Christ's authority over nature
A fourth general feature of the New Testament teaching concerning Christ, relates to the control attributed to Him over the external world. The laws of nature are ordained by God. They can be changed or suspended by Him alone. A miracle, therefore, or any event which involves such change or suspension, is an evidence of the immediate operation of divine power. The efficient agent, therefore, in working a miracle, must possess divine power. When Moses, the prophets, or the Apostles wrought miracles, they expressly disclaimed the idea that it was by their own efficiency. Why look ye on us, says the Apostle Peter, as though by our own power we had made this man whole? When Moses divided the Red Sea, the efficiency by which that effect was produced was no more in him than in the rod with which he smote the waters. Christ, however, wrought miracles by his own inherent power; and it was to his efficiency the Apostles attributed the miracles wrought through them. It was his name, or faith in Him, as Peter taught the people, which effected the instantaneous healing of the lame man. Christ never referred this miraculous power to any source out of Himself; He claimed it as his own prerogative; and He conferred the power upon others. He said of Himself that He had power to lay down his life and power to take it again; that He had life in Himself and could give life to as many as He pleased; I will give you, He said to his disciples, power to tread on serpents and scorpions, and over all the power of the adversary. Every miracle of Christ, therefore, was a visible manifestation of his divinity. When He healed the sick, opened the eyes of the blind, restored the lame, raised the dead, fed thousands with a few loaves of bread, and calmed the raging of the sea, it was by a word, by the effortless exercise of his will. He thus manifested forth his glory, giving ocular demonstration to those who had eyes to see, that He was God in fashion as a man.

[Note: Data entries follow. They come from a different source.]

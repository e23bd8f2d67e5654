//! Positioning core for a UWB ranging tag
//!
//! Turns per-anchor range readings into a 2-D position and velocity estimate.
//! Designed to run on the tag itself, one fixed-period cycle at a time.
//!
//! Key constraints:
//! - No heap allocation anywhere in the cycle
//! - Fixed-size (≤4×4) matrix math, `f32` throughout
//! - A bad reading, a singular matrix or a dropped anchor never stops the loop
//!
//! ```no_run
//! use uwbtrack_core::{CycleController, TrackerConfig, RangeSample};
//!
//! let mut tracker = CycleController::new(TrackerConfig::default()).unwrap();
//!
//! let samples = [
//!     RangeSample::new(0, Some(3.26)),
//!     RangeSample::new(1, Some(3.26)),
//!     RangeSample::new(2, Some(3.26)),
//!     RangeSample::new(3, None), // anchor 3 missed this cycle
//! ];
//! let report = tracker.step_samples(&samples, 200);
//! let state = report.state;
//! ```

#![cfg_attr(not(feature = "std"), no_std)]
#![deny(unsafe_code)]
#![warn(missing_docs)]

#[macro_use]
mod logging;

pub mod config;
pub mod constants;
pub mod controller;
pub mod ekf;
pub mod errors;
pub mod filter;
pub mod linalg;
pub mod noise;
pub mod telemetry;
pub mod time;
pub mod trilateration;

// Public API
pub use config::{AnchorPoint, AnchorSet, EstimatorConfig, Smoothing, TrackerConfig};
pub use controller::{Correction, CycleController, CycleReport, CycleStats, RangeSample, RangeSource};
pub use ekf::{EstimatorState, RangeEkf, UpdateOutcome};
pub use errors::{TrackingError, TrackingResult};
pub use noise::MeasurementNoiseConfig;
pub use telemetry::{NullSink, TelemetryFrame, TelemetrySink};
pub use time::{FixedTime, TimeSource, Timestamp};
pub use trilateration::{trilaterate, Position};

#[cfg(feature = "std")]
pub use time::MonotonicClock;

/// Crate version, from Cargo metadata
pub const VERSION: &str = env!("CARGO_PKG_VERSION");

#[cfg(test)]
mod tests {
    use super::*;

    #[test]
    fn version_exists() {
        assert!(!VERSION.is_empty());
    }
}
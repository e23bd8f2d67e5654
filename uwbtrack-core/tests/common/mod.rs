//! Common test utilities for tracking integration tests
//!
//! - [`SimulatedTag`]: a range source over the default anchor layout with
//!   seeded Gaussian noise, per-anchor dropouts and biases
//! - Recording and failing telemetry sinks
//! - Small statistics helpers

#![allow(dead_code)]

pub mod sinks;

use rand::{rngs::StdRng, SeedableRng};
use rand_distr::{Distribution, Normal};

use uwbtrack_core::{AnchorSet, CycleController, CycleReport, RangeSource, Timestamp, TrackerConfig};

/// Cycle period used by every scenario (ms)
pub const PERIOD_MS: Timestamp = 200;

/// Tag moving over the default four-anchor layout
pub struct SimulatedTag {
    anchors: AnchorSet<4>,
    position: (f32, f32),
    noise: Normal<f32>,
    rng: StdRng,
    dropped: [bool; 4],
    bias: [f32; 4],
    quality: Option<f32>,
}

impl SimulatedTag {
    /// Tag at the origin, ranging noise `noise_std` (m)
    pub fn new(seed: u64, noise_std: f32) -> Self {
        Self {
            anchors: AnchorSet::default(),
            position: (0.0, 0.0),
            noise: Normal::new(0.0, noise_std).unwrap(),
            rng: StdRng::seed_from_u64(seed),
            dropped: [false; 4],
            bias: [0.0; 4],
            quality: None,
        }
    }

    /// Noise-free tag
    pub fn exact() -> Self {
        Self::new(0, 0.0)
    }

    pub fn at(mut self, x: f32, y: f32) -> Self {
        self.position = (x, y);
        self
    }

    pub fn move_to(&mut self, x: f32, y: f32) {
        self.position = (x, y);
    }

    pub fn drop_anchor(&mut self, anchor: usize) {
        self.dropped[anchor] = true;
    }

    pub fn silence(&mut self) {
        self.dropped = [true; 4];
    }

    pub fn restore_all(&mut self) {
        self.dropped = [false; 4];
    }

    /// Constant offset added to one anchor's readings
    pub fn set_bias(&mut self, anchor: usize, bias: f32) {
        self.bias[anchor] = bias;
    }

    pub fn report_quality(&mut self, quality: Option<f32>) {
        self.quality = quality;
    }

    pub fn true_ranges(&self) -> [f32; 4] {
        self.anchors.ranges_from(self.position.0, self.position.1)
    }
}

impl RangeSource for SimulatedTag {
    fn distance(&mut self, anchor: usize) -> Option<f32> {
        if self.dropped[anchor] {
            return None;
        }
        let (x, y) = self.position;
        let truth = self.anchors[anchor].distance_to(x, y);
        Some(truth + self.bias[anchor] + self.noise.sample(&mut self.rng))
    }

    fn quality(&mut self, _anchor: usize) -> Option<f32> {
        self.quality
    }
}

/// Default tracker with the given moving-average window
pub fn tracker_with_window(window: usize) -> CycleController {
    CycleController::new(TrackerConfig::default().with_window(window)).unwrap()
}

/// Run `cycles` cycles starting at cycle index `first`, tag held in place
pub fn run_stationary(
    tracker: &mut CycleController,
    tag: &mut SimulatedTag,
    first: u64,
    cycles: u64,
) -> CycleReport {
    let mut last = None;
    for k in first..first + cycles {
        last = Some(tracker.step(tag, k * PERIOD_MS));
    }
    last.expect("at least one cycle")
}

pub fn distance(a: (f32, f32), b: (f32, f32)) -> f32 {
    let dx = a.0 - b.0;
    let dy = a.1 - b.1;
    (dx * dx + dy * dy).sqrt()
}

pub fn median(values: &mut [f32]) -> f32 {
    values.sort_by(|a, b| a.partial_cmp(b).unwrap());
    values[values.len() / 2]
}
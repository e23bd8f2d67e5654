//! Simulated Walk Example
//!
//! Walks a simulated tag around the corridor covered by the default
//! four-anchor layout and prints the estimate every cycle, the way the tag
//! prints it on its serial console.
//!
//! ## What You'll See
//!
//! - Trilateration seeding the filter on the first cycle
//! - Anchor 3 dropping out for two seconds without losing track
//! - A 4 m multipath spike on anchor 1 being gated
//!
//! ## Running the Example
//!
//! ```bash
//! cargo run --example 01_simulated_walk
//! ```

use std::convert::Infallible;

use rand::{rngs::StdRng, SeedableRng};
use rand_distr::{Distribution, Normal};

use uwbtrack_core::{
    AnchorSet, Correction, CycleController, RangeSource, TelemetryFrame, TelemetrySink,
    TrackerConfig,
};

const PERIOD_MS: u64 = 200;
const CYCLES: u64 = 150;

/// Tag following a rectangle at walking pace
struct WalkingTag {
    anchors: AnchorSet,
    position: (f32, f32),
    noise: Normal<f32>,
    rng: StdRng,
    dropped: Option<usize>,
    spike: Option<(usize, f32)>,
}

impl WalkingTag {
    fn new() -> Self {
        Self {
            anchors: AnchorSet::default(),
            position: (0.3, 0.5),
            noise: Normal::new(0.0, 0.05).unwrap(),
            rng: StdRng::seed_from_u64(2024),
            dropped: None,
            spike: None,
        }
    }

    /// Position along a 1.1 m × 5.3 m loop, one lap every 20 s
    fn walk_to(&mut self, t_s: f32) {
        let (w, h) = (1.1, 5.3);
        let perimeter = 2.0 * (w + h);
        let s = (t_s / 20.0).fract() * perimeter;
        let (x, y) = if s < h {
            (0.3, 0.5 + s)
        } else if s < h + w {
            (0.3 + (s - h), 0.5 + h)
        } else if s < 2.0 * h + w {
            (0.3 + w, 0.5 + h - (s - h - w))
        } else {
            (0.3 + w - (s - 2.0 * h - w), 0.5)
        };
        self.position = (x, y);
    }
}

impl RangeSource for WalkingTag {
    fn distance(&mut self, anchor: usize) -> Option<f32> {
        if self.dropped == Some(anchor) {
            return None;
        }
        let (x, y) = self.position;
        let mut d = self.anchors[anchor].distance_to(x, y) + self.noise.sample(&mut self.rng);
        if let Some((spiked, extra)) = self.spike {
            if spiked == anchor {
                d += extra;
            }
        }
        Some(d)
    }
}

/// Prints each frame as a console line
struct ConsoleSink;

impl TelemetrySink<4> for ConsoleSink {
    type Error = Infallible;

    fn send(&mut self, frame: &TelemetryFrame<4>) -> Result<(), Infallible> {
        let dists: Vec<String> = frame
            .distances
            .iter()
            .map(|d| d.map_or_else(|| "N/A".to_string(), |v| format!("{:.2}", v)))
            .collect();
        println!(
            "{:>6} ms  POS: {:6.3},{:6.3}  V: {:6.3},{:6.3}  d=[{}]",
            frame.timestamp,
            frame.state.x,
            frame.state.y,
            frame.state.vx,
            frame.state.vy,
            dists.join(", ")
        );
        Ok(())
    }
}

fn main() {
    println!("UWB Tag Tracking - Simulated Walk");
    println!("=================================\n");

    let mut tracker = match CycleController::new(TrackerConfig::default()) {
        Ok(tracker) => tracker,
        Err(e) => {
            eprintln!("configuration rejected: {}", e);
            return;
        }
    };
    let mut tag = WalkingTag::new();
    let mut sink = ConsoleSink;
    let mut worst_error: f32 = 0.0;

    for k in 1..=CYCLES {
        let now = k * PERIOD_MS;
        tag.walk_to(now as f32 / 1000.0);

        // Anchor 3 out between 8 s and 10 s, one spike at 15 s
        tag.dropped = if (40..50).contains(&k) { Some(3) } else { None };
        tag.spike = if k == 75 { Some((1, 4.0)) } else { None };

        let report = tracker.step_and_emit(&mut tag, &mut sink, now);

        if report.reseeded {
            println!("          reseeded from trilateration");
        }
        if let Correction::Skipped(reason) = report.correction {
            println!("          no correction: {}", reason);
        }

        if k > 10 {
            let dx = report.state.x - tag.position.0;
            let dy = report.state.y - tag.position.1;
            worst_error = worst_error.max((dx * dx + dy * dy).sqrt());
        }
    }

    let stats = tracker.stats();
    println!("\nSummary");
    println!("-------");
    println!("cycles:            {}", stats.cycles);
    println!("corrections:       {}", stats.corrections);
    println!("  after retry:     {}", stats.retries - stats.rejections);
    println!("rejected:          {}", stats.rejections);
    println!("predict-only:      {}", stats.predict_only);
    println!("reseeds:           {}", stats.reseeds);
    println!("worst error (m):   {:.3}", worst_error);
}
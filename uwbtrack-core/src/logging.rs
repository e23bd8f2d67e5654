//! Optional logging
//!
//! `log` on hosted builds, `defmt` on embedded builds, nothing otherwise.
//! Arguments are still evaluated by reference so call sites do not trip
//! unused-variable lints when logging is compiled out.

#[cfg(feature = "log")]
macro_rules! log_debug {
    ($($arg:tt)*) => { log::debug!($($arg)*) };
}

#[cfg(all(feature = "defmt", not(feature = "log")))]
macro_rules! log_debug {
    ($($arg:tt)*) => { defmt::debug!($($arg)*) };
}

#[cfg(not(any(feature = "log", feature = "defmt")))]
macro_rules! log_debug {
    ($fmt:literal $(, $arg:expr)* $(,)?) => {{ $( let _ = &$arg; )* }};
}

#[cfg(feature = "log")]
macro_rules! log_info {
    ($($arg:tt)*) => { log::info!($($arg)*) };
}

#[cfg(all(feature = "defmt", not(feature = "log")))]
macro_rules! log_info {
    ($($arg:tt)*) => { defmt::info!($($arg)*) };
}

#[cfg(not(any(feature = "log", feature = "defmt")))]
macro_rules! log_info {
    ($fmt:literal $(, $arg:expr)* $(,)?) => {{ $( let _ = &$arg; )* }};
}

#[cfg(feature = "log")]
macro_rules! log_warn {
    ($($arg:tt)*) => { log::warn!($($arg)*) };
}

#[cfg(all(feature = "defmt", not(feature = "log")))]
macro_rules! log_warn {
    ($($arg:tt)*) => { defmt::warn!($($arg)*) };
}

#[cfg(not(any(feature = "log", feature = "defmt")))]
macro_rules! log_warn {
    ($fmt:literal $(, $arg:expr)* $(,)?) => {{ $( let _ = &$arg; )* }};
}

He therefore appealed directly to his works, "Though ye believe not me, believe the works; that ye may know, and believe, that the Father is in me, and I in Him." "If I do not the works of my Father, believe me not." (John x. 37, 38.) "If I had not done among them the works which none other man did, they had not had sin: but now have they both seen and hated both me and my Father." (John xv. 24.) (Hodge v 1 p 503)
Home from work. I have an 18 lb cat sitting on my chest. Ready for coffee and Bible time. Good definition of "miracle" in the above!